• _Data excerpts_
┏━━

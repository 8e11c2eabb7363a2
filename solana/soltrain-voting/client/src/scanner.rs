use std::ops::Range;
use std::sync::Arc;

use solana_client::rpc_request::MAX_MULTIPLE_ACCOUNTS;
use solana_sdk::pubkey::Pubkey;
use tracing::{debug, info, warn};

use crate::error::{Result, VotingClientError};
use crate::rpc::{AccountFilter, ChainRpc, DataSlice};
use crate::state::{ScannableRecord, SortKey, DISCRIMINATOR_LEN};

pub const DEFAULT_PAGE: u32 = 1;
pub const DEFAULT_PER_PAGE: u32 = 20;

/// A 1-indexed page of a listing.
#[derive(Debug, Clone, Copy, PartialEq, Eq)]
pub struct Pagination {
    page: u32,
    per_page: u32,
}

impl Pagination {
    pub fn new(page: u32, per_page: u32) -> Result<Self> {
        if page == 0 {
            return Err(VotingClientError::validation("page numbers start at 1"));
        }
        if per_page == 0 {
            return Err(VotingClientError::validation(
                "per_page must be a positive integer",
            ));
        }
        Ok(Self { page, per_page })
    }

    pub fn page(&self) -> u32 {
        self.page
    }

    pub fn per_page(&self) -> u32 {
        self.per_page
    }

    /// Indices of this page within a listing of `len` items, empty past the end.
    pub fn range(&self, len: usize) -> Range<usize> {
        let per_page = self.per_page as usize;
        let start = (self.page as usize - 1).checked_mul(per_page);
        match start {
            Some(start) if start < len => start..start.saturating_add(per_page).min(len),
            _ => 0..0,
        }
    }
}

impl Default for Pagination {
    fn default() -> Self {
        Self {
            page: DEFAULT_PAGE,
            per_page: DEFAULT_PER_PAGE,
        }
    }
}

/// Lists program accounts of one record type, sorted by a numeric field.
pub struct AccountScanner {
    rpc: Arc<dyn ChainRpc>,
    program_id: Pubkey,
}

impl AccountScanner {
    pub fn new(rpc: Arc<dyn ChainRpc>, program_id: Pubkey) -> Self {
        Self { rpc, program_id }
    }

    /// Addresses of every account starting with `discriminator`, optionally restricted
    /// to one session, ordered by the little-endian integer at `sort_key`.
    ///
    /// Only the sort key bytes of each account are transferred. Equal keys are ordered
    /// by address.
    pub async fn scan(
        &self,
        discriminator: [u8; DISCRIMINATOR_LEN],
        session: Option<(usize, u64)>,
        sort_key: SortKey,
    ) -> Result<Vec<Pubkey>> {
        if sort_key.length == 0 || sort_key.length > 8 {
            return Err(VotingClientError::validation(format!(
                "sort key of {} bytes does not fit an integer",
                sort_key.length
            )));
        }

        let mut filters = vec![AccountFilter::Memcmp {
            offset: 0,
            bytes: discriminator.to_vec(),
        }];
        if let Some((offset, session_id)) = session {
            filters.push(AccountFilter::Memcmp {
                offset,
                bytes: session_id.to_le_bytes().to_vec(),
            });
        }
        let slice = DataSlice {
            offset: sort_key.offset,
            length: sort_key.length,
        };

        let accounts = self
            .rpc
            .program_accounts(&self.program_id, &filters, Some(slice))
            .await?;

        let mut keyed = Vec::with_capacity(accounts.len());
        for (address, bytes) in accounts {
            if bytes.len() != sort_key.length {
                warn!(%address, len = bytes.len(), "Skipping account with truncated sort key");
                continue;
            }
            let mut le = [0u8; 8];
            le[..bytes.len()].copy_from_slice(&bytes);
            keyed.push((u64::from_le_bytes(le), address));
        }
        keyed.sort_unstable();

        info!(count = keyed.len(), ?session, "Scanned program accounts");
        Ok(keyed.into_iter().map(|(_, address)| address).collect())
    }

    /// Sorted addresses of every `T` record, restricted to `session_id` when given.
    pub async fn scan_records<T: ScannableRecord>(
        &self,
        session_id: Option<u64>,
    ) -> Result<Vec<Pubkey>> {
        let session = session_id.map(|id| (T::SESSION_ID_OFFSET, id));
        self.scan(T::discriminator(), session, T::SORT_KEY).await
    }

    /// Fetches and decodes the records on one page of `addresses`.
    ///
    /// Accounts closed since the scan are left out of the page.
    pub async fn page<T: ScannableRecord>(
        &self,
        addresses: &[Pubkey],
        pagination: Pagination,
    ) -> Result<Vec<(Pubkey, T)>> {
        let window = &addresses[pagination.range(addresses.len())];
        if window.is_empty() {
            debug!(
                page = pagination.page(),
                total = addresses.len(),
                "Requested page is past the end"
            );
            return Ok(Vec::new());
        }

        let mut records = Vec::with_capacity(window.len());
        // Nodes refuse getMultipleAccounts calls above MAX_MULTIPLE_ACCOUNTS keys.
        for batch in window.chunks(MAX_MULTIPLE_ACCOUNTS) {
            let data = self.rpc.multiple_account_data(batch).await?;
            for (address, data) in batch.iter().zip(data) {
                match data {
                    Some(data) => records.push((*address, T::try_from_account_data(&data)?)),
                    None => warn!(%address, record = T::NAME, "Account vanished since scan"),
                }
            }
        }
        Ok(records)
    }
}

#[cfg(test)]
mod tests {
    use assert_matches::assert_matches;

    use super::*;

    #[test]
    fn pages_are_one_indexed_windows() {
        let pagination = Pagination::new(2, 3).unwrap();
        assert_eq!(pagination.range(10), 3..6);
        assert_eq!(Pagination::new(4, 3).unwrap().range(10), 9..10);
        assert_eq!(Pagination::new(5, 3).unwrap().range(10), 0..0);
        assert_eq!(Pagination::default().range(0), 0..0);
        assert_eq!(Pagination::new(u32::MAX, u32::MAX).unwrap().range(10), 0..0);
    }

    #[test]
    fn invalid_pagination_is_rejected() {
        assert_matches!(Pagination::new(0, 10), Err(VotingClientError::Validation(_)));
        assert_matches!(Pagination::new(1, 0), Err(VotingClientError::Validation(_)));
        assert_eq!(Pagination::default(), Pagination::new(1, 20).unwrap());
    }
}
use std::fmt;

use borsh::{BorshDeserialize, BorshSerialize};

use crate::error::{Result, VotingClientError};

/// Workflow status of a voting session. Sessions only ever move forward through
/// these variants, one step at a time.
#[derive(Debug, Clone, Copy, PartialEq, Eq, PartialOrd, Ord, Hash)]
pub enum SessionStatus {
    None,
    RegisteringVoters,
    ProposalsRegistrationStarted,
    ProposalsRegistrationEnded,
    VotingSessionStarted,
    VotingSessionEnded,
    VotesTallied,
}

impl SessionStatus {
    pub fn ordinal(self) -> u8 {
        match self {
            SessionStatus::None => 0,
            SessionStatus::RegisteringVoters => 1,
            SessionStatus::ProposalsRegistrationStarted => 2,
            SessionStatus::ProposalsRegistrationEnded => 3,
            SessionStatus::VotingSessionStarted => 4,
            SessionStatus::VotingSessionEnded => 5,
            SessionStatus::VotesTallied => 6,
        }
    }

    /// The status a successful workflow transition leads to, `None` once votes are tallied.
    pub fn next(self) -> Option<SessionStatus> {
        match self {
            SessionStatus::None => Some(SessionStatus::RegisteringVoters),
            SessionStatus::RegisteringVoters => Some(SessionStatus::ProposalsRegistrationStarted),
            SessionStatus::ProposalsRegistrationStarted => {
                Some(SessionStatus::ProposalsRegistrationEnded)
            }
            SessionStatus::ProposalsRegistrationEnded => Some(SessionStatus::VotingSessionStarted),
            SessionStatus::VotingSessionStarted => Some(SessionStatus::VotingSessionEnded),
            SessionStatus::VotingSessionEnded => Some(SessionStatus::VotesTallied),
            SessionStatus::VotesTallied => None,
        }
    }
}

impl fmt::Display for SessionStatus {
    fn fmt(&self, f: &mut fmt::Formatter<'_>) -> fmt::Result {
        let label = match self {
            SessionStatus::None => "none",
            SessionStatus::RegisteringVoters => "registering voters",
            SessionStatus::ProposalsRegistrationStarted => "proposals registration started",
            SessionStatus::ProposalsRegistrationEnded => "proposals registration ended",
            SessionStatus::VotingSessionStarted => "voting session started",
            SessionStatus::VotingSessionEnded => "voting session ended",
            SessionStatus::VotesTallied => "votes tallied",
        };
        f.write_str(label)
    }
}

/// Status exactly as the program stores it: the variant tag of its workflow enum.
#[derive(BorshSerialize, BorshDeserialize, Debug, Clone, Copy, PartialEq, Eq, Hash)]
pub struct RawSessionStatus(pub u8);

impl From<SessionStatus> for RawSessionStatus {
    fn from(status: SessionStatus) -> Self {
        RawSessionStatus(status.ordinal())
    }
}

/// Tags checked in order, the first one present wins.
const STATUS_TAGS: [(u8, SessionStatus); 7] = [
    (0, SessionStatus::None),
    (1, SessionStatus::RegisteringVoters),
    (2, SessionStatus::ProposalsRegistrationStarted),
    (3, SessionStatus::ProposalsRegistrationEnded),
    (4, SessionStatus::VotingSessionStarted),
    (5, SessionStatus::VotingSessionEnded),
    (6, SessionStatus::VotesTallied),
];

/// Translates an on-chain status into its ordinal form.
///
/// An unknown tag means the client and the program disagree on the layout; it is
/// reported as [`VotingClientError::CorruptStatus`] and must not be recovered from.
pub fn map_session_status(raw: RawSessionStatus) -> Result<SessionStatus> {
    STATUS_TAGS
        .iter()
        .find(|(tag, _)| *tag == raw.0)
        .map(|(_, status)| *status)
        .ok_or(VotingClientError::CorruptStatus(raw.0))
}

#[cfg(test)]
mod tests {
    use assert_matches::assert_matches;

    use super::*;

    #[test]
    fn every_tag_maps_to_its_ordinal() {
        for tag in 0..7u8 {
            let status = map_session_status(RawSessionStatus(tag)).unwrap();
            assert_eq!(status.ordinal(), tag);
            assert_eq!(RawSessionStatus::from(status), RawSessionStatus(tag));
        }
    }

    #[test]
    fn unknown_tag_is_corrupt() {
        assert_matches!(
            map_session_status(RawSessionStatus(7)),
            Err(VotingClientError::CorruptStatus(7))
        );
    }

    #[test]
    fn statuses_only_move_forward() {
        let mut status = SessionStatus::None;
        let mut steps = 0;
        while let Some(next) = status.next() {
            assert!(next > status);
            assert_eq!(next.ordinal(), status.ordinal() + 1);
            status = next;
            steps += 1;
        }
        assert_eq!(steps, 6);
        assert_eq!(status, SessionStatus::VotesTallied);
    }
}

┗━━

Out of the entries, pull every line that mentions "listing".

• _Solution for this problem_
/// A 1-indexed page of a listing.
    /// Indices of this page within a listing of `len` items, empty past the end.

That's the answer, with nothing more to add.